Influence of doctor blade gap on the properties of tape cast NiO/YSZ anode supports for solid oxide fuel cells

Timurkutluk B., Celik S. , Ucar E.

Ceramics International, vol.45, no.3, pp.3192-3198, 2019 (Journal Indexed in SCI Expanded) identifier

  • Publication Type: Article / Article
  • Volume: 45 Issue: 3
  • Publication Date: 2019
  • Doi Number: 10.1016/j.ceramint.2018.10.221
  • Title of Journal : Ceramics International
  • Page Numbers: pp.3192-3198
  • Keywords: Electrochemical performance, Flexural strength, Microstructure, Solid oxide fuel cell, Tape cast anode support, Tape thickness


© 2018 Elsevier Ltd and Techna Group S.r.l.In this study, various tape cast NiO/YSZ anode support layers with similar geometric properties are fabricated by varying the doctor blade from 100 µm to 200 µm with an increment of 25 µm. The mechanical properties of the anode support layers are investigated by three point bending tests of 30 samples for each doctor blade gap.
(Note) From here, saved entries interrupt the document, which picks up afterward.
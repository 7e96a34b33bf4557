use std::sync::Arc;

use anyhow::Result;
use axum::http::{header::HeaderName, HeaderMap, HeaderValue, StatusCode};
use axum::{extract::Extension, routing::get, AddExtensionLayer, Router};
use futures::prelude::*;
use metrics_exporter_prometheus::PrometheusHandle;
use tokio::sync::broadcast;
use tokio::task::JoinHandle;

use crate::config::Config;

/// The HTTP server used for healthchecks and metrics scraping.
pub struct AppServer {
    config: Arc<Config>,
    /// Renders the scrape output of the global metrics recorder.
    metrics: PrometheusHandle,
    /// Triggers graceful shutdown of the whole application.
    shutdown: broadcast::Sender<()>,
}

impl AppServer {
    /// Create a new instance.
    pub fn new(config: Arc<Config>, metrics: PrometheusHandle, shutdown: broadcast::Sender<()>) -> Self {
        Self { config, metrics, shutdown }
    }

    /// Spawn the server, which stops once shutdown is triggered.
    ///
    /// A server which fails triggers shutdown of the whole application.
    pub fn spawn(self) -> JoinHandle<()> {
        let app = Router::new()
            .route("/health", get(|| async { StatusCode::OK }))
            .route("/metrics", get(prometheus_scrape))
            .layer(AddExtensionLayer::new(self.metrics));

        let mut shutdown_rx = self.shutdown.subscribe();
        let server = axum::Server::bind(&([0, 0, 0, 0], self.config.http_port).into())
            .serve(app.into_make_service())
            .with_graceful_shutdown(async move {
                let _res = shutdown_rx.recv().await;
            })
            .map_err(anyhow::Error::from);
        tracing::info!("http server is listening at 0.0.0.0:{}", self.config.http_port);

        let shutdown = self.shutdown;
        tokio::spawn(async move {
            let res: Result<()> = server.await;
            if let Err(err) = res {
                tracing::error!(error = ?err, "error from http server, shutting down");
                let _res = shutdown.send(());
            }
        })
    }
}

/// Handle Prometheus metrics scraping.
async fn prometheus_scrape(Extension(state): Extension<PrometheusHandle>) -> (StatusCode, HeaderMap, String) {
    let mut headers = HeaderMap::new();
    headers.insert(HeaderName::from_static("content-type"), HeaderValue::from_static("text/plain; version=0.0.4"));
    (StatusCode::OK, headers, state.render())
}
The reliability curves of the flexural strength data are also obtained via two-parameter Weibull distribution method. The effects of the doctor blade gap on the microstructure and the electrochemical performance of the anode support layers are determined via SEM investigations and single cell performance-impedance tests, respectively. The apparent porosities of the samples are also measured by Archimedes’ principle. The results indicate that the doctor blade gap or the resultant tape thickness influences the microstructure of tape cast NiO/YSZ anode supports significantly, yielding different mechanical and electrochemical characteristics. At a reliability level of 70%, the highest flexural strength of 110.20 MPa is obtained from the anode support layer with a doctor blade gap of 175 µm and the 16 cm2 active area cell with this anode support layer also exhibits the highest peak performance of 0.483 W/cm2 at an operating temperature of 800 °C. Thus, a doctor blade gap of 175 µm is found to have such a microstructure that provides not only better mechanical strength but also higher electrochemical performance.